↓↓↓

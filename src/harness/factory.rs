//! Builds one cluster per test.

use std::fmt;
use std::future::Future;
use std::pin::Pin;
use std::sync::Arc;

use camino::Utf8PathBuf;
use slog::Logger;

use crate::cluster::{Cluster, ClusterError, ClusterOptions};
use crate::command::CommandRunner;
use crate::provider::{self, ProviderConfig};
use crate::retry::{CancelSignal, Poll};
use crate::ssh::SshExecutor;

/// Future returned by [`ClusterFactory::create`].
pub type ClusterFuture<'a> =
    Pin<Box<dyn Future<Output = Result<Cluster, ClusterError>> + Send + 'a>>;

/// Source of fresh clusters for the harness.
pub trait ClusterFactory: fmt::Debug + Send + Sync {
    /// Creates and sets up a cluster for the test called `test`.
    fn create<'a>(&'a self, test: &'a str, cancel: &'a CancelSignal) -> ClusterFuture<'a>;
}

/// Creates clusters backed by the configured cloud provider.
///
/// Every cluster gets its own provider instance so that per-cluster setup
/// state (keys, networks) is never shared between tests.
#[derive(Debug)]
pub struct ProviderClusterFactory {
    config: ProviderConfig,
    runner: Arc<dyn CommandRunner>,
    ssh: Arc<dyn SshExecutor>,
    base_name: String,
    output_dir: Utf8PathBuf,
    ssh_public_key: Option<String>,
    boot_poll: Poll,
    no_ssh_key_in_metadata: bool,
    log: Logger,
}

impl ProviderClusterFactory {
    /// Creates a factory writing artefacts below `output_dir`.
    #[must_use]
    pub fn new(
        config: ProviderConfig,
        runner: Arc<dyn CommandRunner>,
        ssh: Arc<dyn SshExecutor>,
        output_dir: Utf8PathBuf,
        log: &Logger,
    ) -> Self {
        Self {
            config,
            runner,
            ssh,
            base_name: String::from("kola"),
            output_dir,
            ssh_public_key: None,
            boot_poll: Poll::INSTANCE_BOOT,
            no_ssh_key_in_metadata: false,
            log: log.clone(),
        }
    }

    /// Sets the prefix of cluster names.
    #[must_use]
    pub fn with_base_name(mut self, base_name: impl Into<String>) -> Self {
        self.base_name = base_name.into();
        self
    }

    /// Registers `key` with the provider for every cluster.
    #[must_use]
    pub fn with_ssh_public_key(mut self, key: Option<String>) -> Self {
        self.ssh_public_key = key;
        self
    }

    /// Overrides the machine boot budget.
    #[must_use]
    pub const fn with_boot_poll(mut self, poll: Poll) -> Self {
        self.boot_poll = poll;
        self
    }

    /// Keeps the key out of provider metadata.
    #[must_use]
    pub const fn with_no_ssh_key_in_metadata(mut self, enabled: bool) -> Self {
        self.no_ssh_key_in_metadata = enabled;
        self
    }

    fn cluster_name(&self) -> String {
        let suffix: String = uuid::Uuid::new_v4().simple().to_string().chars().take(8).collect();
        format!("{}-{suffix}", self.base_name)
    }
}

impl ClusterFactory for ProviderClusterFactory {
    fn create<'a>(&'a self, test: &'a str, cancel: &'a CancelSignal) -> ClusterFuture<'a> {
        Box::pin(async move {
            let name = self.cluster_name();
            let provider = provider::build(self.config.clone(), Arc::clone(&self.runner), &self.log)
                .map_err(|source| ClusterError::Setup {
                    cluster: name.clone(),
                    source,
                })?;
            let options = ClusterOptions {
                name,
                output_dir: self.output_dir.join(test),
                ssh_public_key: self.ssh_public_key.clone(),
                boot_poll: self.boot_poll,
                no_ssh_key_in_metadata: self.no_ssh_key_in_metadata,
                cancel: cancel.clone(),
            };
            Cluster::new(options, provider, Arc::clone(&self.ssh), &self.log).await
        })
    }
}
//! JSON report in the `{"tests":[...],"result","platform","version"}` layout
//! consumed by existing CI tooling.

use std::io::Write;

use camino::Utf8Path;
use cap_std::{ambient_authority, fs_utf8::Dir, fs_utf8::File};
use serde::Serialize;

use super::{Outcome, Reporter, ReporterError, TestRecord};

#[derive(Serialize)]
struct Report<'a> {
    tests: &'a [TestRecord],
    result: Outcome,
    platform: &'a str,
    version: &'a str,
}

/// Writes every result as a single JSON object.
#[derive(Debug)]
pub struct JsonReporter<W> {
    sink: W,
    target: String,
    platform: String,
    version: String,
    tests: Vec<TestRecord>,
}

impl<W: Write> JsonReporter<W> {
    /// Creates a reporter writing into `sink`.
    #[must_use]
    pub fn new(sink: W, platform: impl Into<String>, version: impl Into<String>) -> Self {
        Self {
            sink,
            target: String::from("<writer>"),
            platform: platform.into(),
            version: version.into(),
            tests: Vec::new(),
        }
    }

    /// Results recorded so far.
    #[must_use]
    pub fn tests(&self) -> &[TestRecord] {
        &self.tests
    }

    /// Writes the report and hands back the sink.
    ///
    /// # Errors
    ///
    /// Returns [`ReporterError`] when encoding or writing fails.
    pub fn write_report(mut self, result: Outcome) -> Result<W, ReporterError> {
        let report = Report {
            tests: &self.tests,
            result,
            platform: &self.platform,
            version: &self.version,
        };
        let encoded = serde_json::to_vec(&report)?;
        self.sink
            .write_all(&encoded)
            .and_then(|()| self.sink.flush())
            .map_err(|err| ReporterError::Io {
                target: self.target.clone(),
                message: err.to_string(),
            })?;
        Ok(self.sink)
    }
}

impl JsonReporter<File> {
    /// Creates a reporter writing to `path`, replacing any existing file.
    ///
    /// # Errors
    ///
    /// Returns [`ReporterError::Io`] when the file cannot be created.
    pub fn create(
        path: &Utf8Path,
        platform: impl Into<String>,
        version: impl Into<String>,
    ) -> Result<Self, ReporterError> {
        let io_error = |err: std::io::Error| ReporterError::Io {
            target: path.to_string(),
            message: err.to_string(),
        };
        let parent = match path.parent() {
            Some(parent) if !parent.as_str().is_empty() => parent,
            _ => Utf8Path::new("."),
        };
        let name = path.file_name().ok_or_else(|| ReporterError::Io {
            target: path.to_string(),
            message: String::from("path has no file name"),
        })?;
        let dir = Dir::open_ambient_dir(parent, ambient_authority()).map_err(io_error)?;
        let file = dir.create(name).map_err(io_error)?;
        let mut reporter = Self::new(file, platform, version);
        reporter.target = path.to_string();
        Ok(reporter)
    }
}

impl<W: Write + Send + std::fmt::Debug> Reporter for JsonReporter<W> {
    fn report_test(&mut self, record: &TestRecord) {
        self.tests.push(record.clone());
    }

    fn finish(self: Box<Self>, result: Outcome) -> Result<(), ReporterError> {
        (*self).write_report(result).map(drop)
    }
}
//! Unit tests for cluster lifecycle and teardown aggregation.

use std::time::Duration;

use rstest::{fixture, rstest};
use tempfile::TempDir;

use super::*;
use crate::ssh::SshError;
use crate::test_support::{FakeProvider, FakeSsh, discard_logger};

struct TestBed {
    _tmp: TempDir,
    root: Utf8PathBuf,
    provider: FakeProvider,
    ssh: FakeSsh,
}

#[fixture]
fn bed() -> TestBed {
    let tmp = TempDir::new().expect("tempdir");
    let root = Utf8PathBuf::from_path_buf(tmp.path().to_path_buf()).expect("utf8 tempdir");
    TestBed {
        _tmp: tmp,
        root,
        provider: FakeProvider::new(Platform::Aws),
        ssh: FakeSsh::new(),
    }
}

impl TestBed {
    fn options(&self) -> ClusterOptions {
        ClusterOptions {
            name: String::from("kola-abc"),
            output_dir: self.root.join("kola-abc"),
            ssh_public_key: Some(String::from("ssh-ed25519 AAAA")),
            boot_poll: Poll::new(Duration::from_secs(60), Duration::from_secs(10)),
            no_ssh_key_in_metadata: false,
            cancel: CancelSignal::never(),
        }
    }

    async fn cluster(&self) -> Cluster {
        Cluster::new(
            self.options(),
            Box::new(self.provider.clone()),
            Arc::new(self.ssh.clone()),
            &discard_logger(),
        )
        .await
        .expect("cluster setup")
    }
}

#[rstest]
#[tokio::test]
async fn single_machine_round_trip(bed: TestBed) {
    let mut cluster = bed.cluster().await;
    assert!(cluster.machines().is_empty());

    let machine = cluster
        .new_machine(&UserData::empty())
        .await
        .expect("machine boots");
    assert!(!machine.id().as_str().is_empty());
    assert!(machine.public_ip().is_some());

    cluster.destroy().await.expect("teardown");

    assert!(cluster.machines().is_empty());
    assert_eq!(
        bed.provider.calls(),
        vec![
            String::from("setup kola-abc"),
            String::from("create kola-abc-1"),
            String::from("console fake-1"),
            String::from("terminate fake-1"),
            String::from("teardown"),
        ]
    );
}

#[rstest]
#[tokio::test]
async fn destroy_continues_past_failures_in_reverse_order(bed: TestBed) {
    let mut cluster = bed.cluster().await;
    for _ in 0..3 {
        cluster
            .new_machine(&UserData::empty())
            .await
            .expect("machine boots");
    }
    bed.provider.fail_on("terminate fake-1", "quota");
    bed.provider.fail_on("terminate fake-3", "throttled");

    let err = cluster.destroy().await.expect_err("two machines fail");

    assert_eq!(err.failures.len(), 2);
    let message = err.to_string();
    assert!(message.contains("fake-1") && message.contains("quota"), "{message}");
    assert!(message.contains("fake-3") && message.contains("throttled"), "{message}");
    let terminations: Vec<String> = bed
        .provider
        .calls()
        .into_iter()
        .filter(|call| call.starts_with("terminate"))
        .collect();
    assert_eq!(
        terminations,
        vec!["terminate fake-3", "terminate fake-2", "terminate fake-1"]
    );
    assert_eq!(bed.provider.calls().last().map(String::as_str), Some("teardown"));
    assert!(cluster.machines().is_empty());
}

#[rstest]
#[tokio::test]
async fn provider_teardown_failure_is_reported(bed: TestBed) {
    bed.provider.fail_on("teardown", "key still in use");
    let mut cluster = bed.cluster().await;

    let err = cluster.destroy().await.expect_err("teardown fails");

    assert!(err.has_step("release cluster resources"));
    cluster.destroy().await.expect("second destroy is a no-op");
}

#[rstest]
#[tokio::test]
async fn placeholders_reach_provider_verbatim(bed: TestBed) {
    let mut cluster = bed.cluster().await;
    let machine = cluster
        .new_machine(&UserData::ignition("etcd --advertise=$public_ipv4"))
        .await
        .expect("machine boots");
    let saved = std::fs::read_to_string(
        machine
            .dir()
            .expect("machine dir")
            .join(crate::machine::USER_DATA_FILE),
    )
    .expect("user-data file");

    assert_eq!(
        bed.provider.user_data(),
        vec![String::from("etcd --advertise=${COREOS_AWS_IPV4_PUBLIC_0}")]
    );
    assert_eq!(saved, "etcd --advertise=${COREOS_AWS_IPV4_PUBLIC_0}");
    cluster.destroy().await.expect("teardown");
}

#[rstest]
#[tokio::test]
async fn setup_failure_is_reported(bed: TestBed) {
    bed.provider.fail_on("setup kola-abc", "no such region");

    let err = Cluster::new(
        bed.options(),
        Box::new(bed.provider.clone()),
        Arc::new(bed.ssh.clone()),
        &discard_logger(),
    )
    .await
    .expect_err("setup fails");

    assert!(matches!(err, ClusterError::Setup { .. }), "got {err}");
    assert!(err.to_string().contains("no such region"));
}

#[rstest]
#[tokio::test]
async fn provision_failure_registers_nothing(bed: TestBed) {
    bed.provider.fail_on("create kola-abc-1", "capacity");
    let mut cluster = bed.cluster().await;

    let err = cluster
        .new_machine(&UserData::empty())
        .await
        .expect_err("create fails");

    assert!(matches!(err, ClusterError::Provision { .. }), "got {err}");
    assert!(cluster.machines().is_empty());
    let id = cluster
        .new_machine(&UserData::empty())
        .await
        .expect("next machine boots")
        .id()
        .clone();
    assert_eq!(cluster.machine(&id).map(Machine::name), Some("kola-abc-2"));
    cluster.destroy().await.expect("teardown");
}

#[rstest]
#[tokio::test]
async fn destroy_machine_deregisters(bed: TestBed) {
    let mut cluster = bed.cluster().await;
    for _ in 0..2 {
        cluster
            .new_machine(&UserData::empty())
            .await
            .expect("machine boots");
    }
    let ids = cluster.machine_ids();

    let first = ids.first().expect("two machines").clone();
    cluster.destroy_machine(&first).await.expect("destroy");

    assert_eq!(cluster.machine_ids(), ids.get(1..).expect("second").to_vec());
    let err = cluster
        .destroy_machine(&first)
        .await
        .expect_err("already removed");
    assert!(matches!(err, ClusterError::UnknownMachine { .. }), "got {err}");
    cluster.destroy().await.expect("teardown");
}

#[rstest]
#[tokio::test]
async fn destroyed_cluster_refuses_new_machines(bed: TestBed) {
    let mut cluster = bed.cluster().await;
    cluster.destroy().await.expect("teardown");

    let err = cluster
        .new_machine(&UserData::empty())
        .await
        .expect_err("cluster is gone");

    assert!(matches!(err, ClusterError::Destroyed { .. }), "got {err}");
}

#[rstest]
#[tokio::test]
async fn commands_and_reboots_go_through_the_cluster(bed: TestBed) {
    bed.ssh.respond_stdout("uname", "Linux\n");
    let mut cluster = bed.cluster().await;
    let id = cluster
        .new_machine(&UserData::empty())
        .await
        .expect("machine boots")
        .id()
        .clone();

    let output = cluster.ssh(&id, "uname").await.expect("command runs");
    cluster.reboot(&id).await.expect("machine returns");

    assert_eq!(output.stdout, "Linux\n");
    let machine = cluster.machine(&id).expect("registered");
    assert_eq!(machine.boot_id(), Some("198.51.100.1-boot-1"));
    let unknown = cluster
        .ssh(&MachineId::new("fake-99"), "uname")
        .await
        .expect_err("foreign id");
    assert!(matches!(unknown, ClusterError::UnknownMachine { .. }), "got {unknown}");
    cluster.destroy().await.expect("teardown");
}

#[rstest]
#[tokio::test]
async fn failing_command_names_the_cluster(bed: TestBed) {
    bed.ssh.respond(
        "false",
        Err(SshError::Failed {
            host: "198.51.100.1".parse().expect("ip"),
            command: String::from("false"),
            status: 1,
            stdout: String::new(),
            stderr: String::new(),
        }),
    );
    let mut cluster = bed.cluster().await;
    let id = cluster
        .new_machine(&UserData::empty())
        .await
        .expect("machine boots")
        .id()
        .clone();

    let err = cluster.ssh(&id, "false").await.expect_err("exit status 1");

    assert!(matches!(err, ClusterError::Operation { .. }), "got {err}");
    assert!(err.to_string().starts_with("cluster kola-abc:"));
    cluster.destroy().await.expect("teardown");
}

↑↑↑

_DESCRIPTION OF THE TASK:_ Write only the number of lines in the entries where the string "camino" occurs.

_ANSWER BELOW:_ 2